Center for Statistical Sciences
Seminar Series

Meta-analysis of Diagnostic Test Accuracy Data

Theo Stijnen, PhD
Professor of Medical Statistics
Leiden University, The Netherlands

Monday, May 12~ 3:30 pm
121 South Main Street, Providence, RI, Room 245
Refreshments beginning at 3:15pm

In this talk we review some methods for meta-analysis of diagnostic test accuracy data, put into the framework of the (generalized) linear mixed model. We start with meta-analysis of sensitivities or specificities separately. We compare the use of the usual approximate normal within study likelihood with the exact binomial within study likelihood. Then we consider meta-analysis of the diagnostic log odds ratio and advocate the use of the non-central hypergeometric within study likelihood instead of the approximate normal as in the standard approach. Next we consider the bivariate approach to meta-analysis where per study one pair of estimated sensitivity and specificity is available. Again we advocate the routine use of the binomial within study likelihood. At least 5 different reasonable definitions of summary ROC curves could be based upon the estimated bivariate normal distribution, among them the ones proposed by Littenberg & Moses (1993) and Rutter & Gatsonis (2001).
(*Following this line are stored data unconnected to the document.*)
//! # Spatial Octree Index
//!
//! A point-keyed octree over a bounding volume. Each pipe network inserts
//! the midpoint of every segment with the segment record as payload; spatial
//! queries cull leaf octants against a bounding sphere and inspect the
//! surviving payloads.
//!
//! Octants own their children outright — a split replaces the leaf storage
//! with eight freshly allocated child regions, so there are no shared or
//! cyclic references between octants.

use serde::Serialize;
use tracing::warn;

use crate::geom::{BoundingBox, BoundingSphere, Cartesian3};

// ============================================================================
// Octant
// ============================================================================

/// Child region selection: one bit per axis, low half (0) or high half (1).
const SPLIT_PATTERN: [[u8; 3]; 8] = [
    [0, 0, 0],
    [0, 0, 1],
    [0, 1, 0],
    [0, 1, 1],
    [1, 0, 0],
    [1, 0, 1],
    [1, 1, 0],
    [1, 1, 1],
];

/// One region of the octree: a leaf holding (point, payload) pairs, or an
/// internal node holding exactly 8 children.
#[derive(Debug, Clone, Serialize)]
pub struct Octant<T> {
    min: Cartesian3,
    max: Cartesian3,
    children: Vec<Octant<T>>,
    points: Vec<Cartesian3>,
    data: Vec<T>,
}

impl<T> Octant<T> {
    fn new(min: Cartesian3, max: Cartesian3) -> Self {
        Self { min, max, children: Vec::new(), points: Vec::new(), data: Vec::new() }
    }

    pub fn min(&self) -> Cartesian3 {
        self.min
    }

    pub fn max(&self) -> Cartesian3 {
        self.max
    }

    pub fn center(&self) -> Cartesian3 {
        self.min.midpoint(self.max)
    }

    pub fn dimensions(&self) -> Cartesian3 {
        self.max - self.min
    }

    /// Stored points (leaves only; internal octants are always empty).
    pub fn points(&self) -> &[Cartesian3] {
        &self.points
    }

    /// Stored payloads, parallel to [`points`](Self::points).
    pub fn data(&self) -> &[T] {
        &self.data
    }

    pub fn is_leaf(&self) -> bool {
        self.children.is_empty()
    }

    /// Squared distance from `point` to this region's box.
    pub fn distance_to_squared(&self, point: Cartesian3) -> f64 {
        let clamped = Cartesian3::clamp(point, self.min, self.max);
        (clamped - point).magnitude_squared()
    }

    /// Containment test expanded by `bias` on every face.
    pub fn contains(&self, point: Cartesian3, bias: f64) -> bool {
        point.x >= self.min.x - bias
            && point.y >= self.min.y - bias
            && point.z >= self.min.z - bias
            && point.x <= self.max.x + bias
            && point.y <= self.max.y + bias
            && point.z <= self.max.z + bias
    }

    /// Bisect this region into 8 children by the axis midpoints.
    fn split(&mut self) {
        let min = self.min;
        let max = self.max;
        let mid = self.center();

        self.children = SPLIT_PATTERN
            .iter()
            .map(|combination| {
                Octant::new(
                    Cartesian3::new(
                        if combination[0] == 0 { min.x } else { mid.x },
                        if combination[1] == 0 { min.y } else { mid.y },
                        if combination[2] == 0 { min.z } else { mid.z },
                    ),
                    Cartesian3::new(
                        if combination[0] == 0 { mid.x } else { max.x },
                        if combination[1] == 0 { mid.y } else { max.y },
                        if combination[2] == 0 { mid.z } else { max.z },
                    ),
                )
            })
            .collect();
    }

    /// Move stored points down into whichever child contains them.
    ///
    /// A point that fits no child (possible when `bias` let it into this
    /// region but no child claims it) is dropped, keeping the structural
    /// invariant that every stored point satisfies `contains()` on its
    /// owning region.
    fn redistribute(&mut self, bias: f64) {
        if self.children.is_empty() {
            return;
        }

        for (point, entry) in self.points.drain(..).zip(self.data.drain(..)) {
            match self.children.iter_mut().find(|c| c.contains(point, bias)) {
                Some(child) => {
                    child.points.push(point);
                    child.data.push(entry);
                }
                None => warn!(?point, "octree redistribute dropped point outside all children"),
            }
        }
    }
}

// ============================================================================
// PointOctree
// ============================================================================

/// Point-keyed octree with payloads of type `T`.
#[derive(Debug, Clone, Serialize)]
pub struct PointOctree<T> {
    root: Octant<T>,
    bias: f64,
    max_points: usize,
    max_depth: usize,
    point_count: usize,
}

impl<T> PointOctree<T> {
    /// Build an empty octree over `[min, max]`.
    ///
    /// `bias` expands every containment test to absorb floating-point
    /// boundary error; `max_points` is the leaf capacity before a split;
    /// `max_depth` caps subdivision (leaves at `max_depth` grow unbounded
    /// instead of splitting).
    pub fn new(
        min: Cartesian3,
        max: Cartesian3,
        bias: f64,
        max_points: usize,
        max_depth: usize,
    ) -> Self {
        Self {
            root: Octant::new(min, max),
            bias: bias.max(0.0),
            max_points: max_points.max(1),
            max_depth,
            point_count: 0,
        }
    }

    pub fn min(&self) -> Cartesian3 {
        self.root.min
    }

    pub fn max(&self) -> Cartesian3 {
        self.root.max
    }

    pub fn bias(&self) -> f64 {
        self.bias
    }

    /// Successful insertions so far.
    pub fn point_count(&self) -> usize {
        self.point_count
    }

    /// Insert `(point, data)` into the leaf whose region contains `point`.
    ///
    /// If an equal point already exists in that leaf its payload is
    /// overwritten. A full leaf below `max_depth` splits into 8 children and
    /// redistributes before the insertion retries against the children.
    ///
    /// Returns `false` — the out-of-bounds condition — when `point` lies
    /// outside the root region even with `bias` tolerance. Never panics.
    pub fn put(&mut self, point: Cartesian3, data: T) -> bool {
        let mut carrier = Some(data);
        let (done, inserted) = Self::put_recursive(
            point,
            &mut carrier,
            &mut self.root,
            0,
            self.bias,
            self.max_points,
            self.max_depth,
        );
        if inserted {
            self.point_count += 1;
        }
        done
    }

    /// Returns (done, newly_inserted): `done` is false only when no octant
    /// on the descent path contained the point. The payload is taken from
    /// `data` exactly when the insertion lands.
    fn put_recursive(
        point: Cartesian3,
        data: &mut Option<T>,
        octant: &mut Octant<T>,
        depth: usize,
        bias: f64,
        max_points: usize,
        max_depth: usize,
    ) -> (bool, bool) {
        if !octant.contains(point, bias) {
            return (false, false);
        }

        if octant.is_leaf() {
            let payload = data.take().expect("octree payload consumed twice");

            if let Some(i) = octant.points.iter().position(|p| *p == point) {
                octant.data[i] = payload;
                return (true, false);
            }

            if octant.points.len() < max_points || depth == max_depth {
                octant.points.push(point);
                octant.data.push(payload);
                return (true, true);
            }

            // Full leaf below the depth cap: subdivide and retry against
            // the children.
            *data = Some(payload);
            octant.split();
            octant.redistribute(bias);
        }

        for child in &mut octant.children {
            let (done, inserted) = Self::put_recursive(
                point,
                data,
                child,
                depth + 1,
                bias,
                max_points,
                max_depth,
            );
            if done {
                return (true, inserted);
            }
        }

        (false, false)
    }

    /// Collect every **leaf** octant whose box overlaps `sphere`. Internal
    /// octants are a pure recursion boundary and never appear in the result.
    pub fn cull(&self, sphere: &BoundingSphere) -> Vec<&Octant<T>> {
        let mut result = Vec::new();
        Self::cull_recursive(&self.root, sphere, &mut result);
        result
    }

    fn cull_recursive<'a>(
        octant: &'a Octant<T>,
        sphere: &BoundingSphere,
        result: &mut Vec<&'a Octant<T>>,
    ) {
        let boundary = BoundingBox::new(octant.min, octant.max);
        if !boundary.intersects_sphere(sphere) {
            return;
        }

        if octant.is_leaf() {
            result.push(octant);
        } else {
            for child in &octant.children {
                Self::cull_recursive(child, sphere, result);
            }
        }
    }

    /// Total stored points across all leaves.
    pub fn count_points(&self) -> usize {
        fn count<T>(octant: &Octant<T>) -> usize {
            if octant.is_leaf() {
                octant.points.len()
            } else {
                octant.children.iter().map(count).sum()
            }
        }
        count(&self.root)
    }

    /// Depth of the deepest octant below the root.
    pub fn depth(&self) -> usize {
        fn depth_of<T>(octant: &Octant<T>) -> usize {
            octant
                .children
                .iter()
                .map(|c| 1 + depth_of(c))
                .max()
                .unwrap_or(0)
        }
        depth_of(&self.root)
    }
}

#[cfg(test)]
mod tests {
    use super::*;

    fn small_tree() -> PointOctree<u32> {
        PointOctree::new(
            Cartesian3::ZERO,
            Cartesian3::new(8.0, 8.0, 8.0),
            0.0,
            2,
            3,
        )
    }

    #[test]
    fn test_put_and_count() {
        let mut tree = small_tree();
        assert!(tree.put(Cartesian3::new(1.0, 1.0, 1.0), 1));
        assert!(tree.put(Cartesian3::new(7.0, 7.0, 7.0), 2));
        assert_eq!(tree.point_count(), 2);
        assert_eq!(tree.count_points(), 2);
    }

    #[test]
    fn test_put_out_of_bounds() {
        let mut tree = small_tree();
        assert!(!tree.put(Cartesian3::new(-1.0, 0.0, 0.0), 1));
        assert!(!tree.put(Cartesian3::new(9.0, 9.0, 9.0), 2));
        assert_eq!(tree.point_count(), 0);
    }

    #[test]
    fn test_equal_point_overwrites_payload() {
        let mut tree = small_tree();
        let p = Cartesian3::new(4.0, 4.0, 4.0);
        assert!(tree.put(p, 1));
        assert!(tree.put(p, 99));
        assert_eq!(tree.point_count(), 1);

        let sphere = BoundingSphere::new(p, 0.5);
        let leaves = tree.cull(&sphere);
        let all: Vec<u32> = leaves.iter().flat_map(|l| l.data().iter().copied()).collect();
        assert_eq!(all, vec![99]);
    }

    #[test]
    fn test_split_keeps_all_points() {
        let mut tree = small_tree();
        // max_points = 2, so the third insert forces a split.
        for (i, p) in [
            Cartesian3::new(1.0, 1.0, 1.0),
            Cartesian3::new(2.0, 2.0, 2.0),
            Cartesian3::new(6.0, 6.0, 6.0),
            Cartesian3::new(7.0, 1.0, 1.0),
        ]
        .into_iter()
        .enumerate()
        {
            assert!(tree.put(p, i as u32));
        }
        assert_eq!(tree.count_points(), 4);
        assert!(tree.depth() >= 1);
        assert!(tree.depth() <= 3);
    }

    #[test]
    fn test_depth_capped() {
        let mut tree = PointOctree::new(
            Cartesian3::ZERO,
            Cartesian3::new(8.0, 8.0, 8.0),
            0.0,
            1,
            2,
        );
        // Identical region pressure: many points in one corner would split
        // forever without the depth cap.
        for i in 0..20 {
            let p = Cartesian3::new(0.1 + i as f64 * 1e-3, 0.1, 0.1);
            assert!(tree.put(p, i));
        }
        assert!(tree.depth() <= 2);
        assert_eq!(tree.count_points(), 20);
    }

    #[test]
    fn test_cull_returns_only_overlapping_leaves() {
        let mut tree = small_tree();
        tree.put(Cartesian3::new(1.0, 1.0, 1.0), 1);
        tree.put(Cartesian3::new(7.0, 7.0, 7.0), 2);
        tree.put(Cartesian3::new(1.5, 1.0, 1.0), 3);

        let sphere = BoundingSphere::new(Cartesian3::new(1.0, 1.0, 1.0), 1.0);
        let leaves = tree.cull(&sphere);
        assert!(!leaves.is_empty());
        for leaf in &leaves {
            assert!(leaf.is_leaf());
            let boundary = BoundingBox::new(leaf.min(), leaf.max());
            assert!(boundary.intersects_sphere(&sphere));
        }

        let found: Vec<u32> = leaves.iter().flat_map(|l| l.data().iter().copied()).collect();
        assert!(found.contains(&1));
        assert!(found.contains(&3));
        assert!(!found.contains(&2));
    }
}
We will argue that estimation of the “true” summary ROC rests upon an untestable assumption on the way the reported sensitivity and specificity pairs were selected in the individual studies included in the meta-analysis. This makes the interpretation of the many summary ROC curves reported in the literature very problematic. Finally we discuss the extension of the bivariate model to the situation where a single diagnostic test is administered and the results are reported in a fixed number of ordered categories.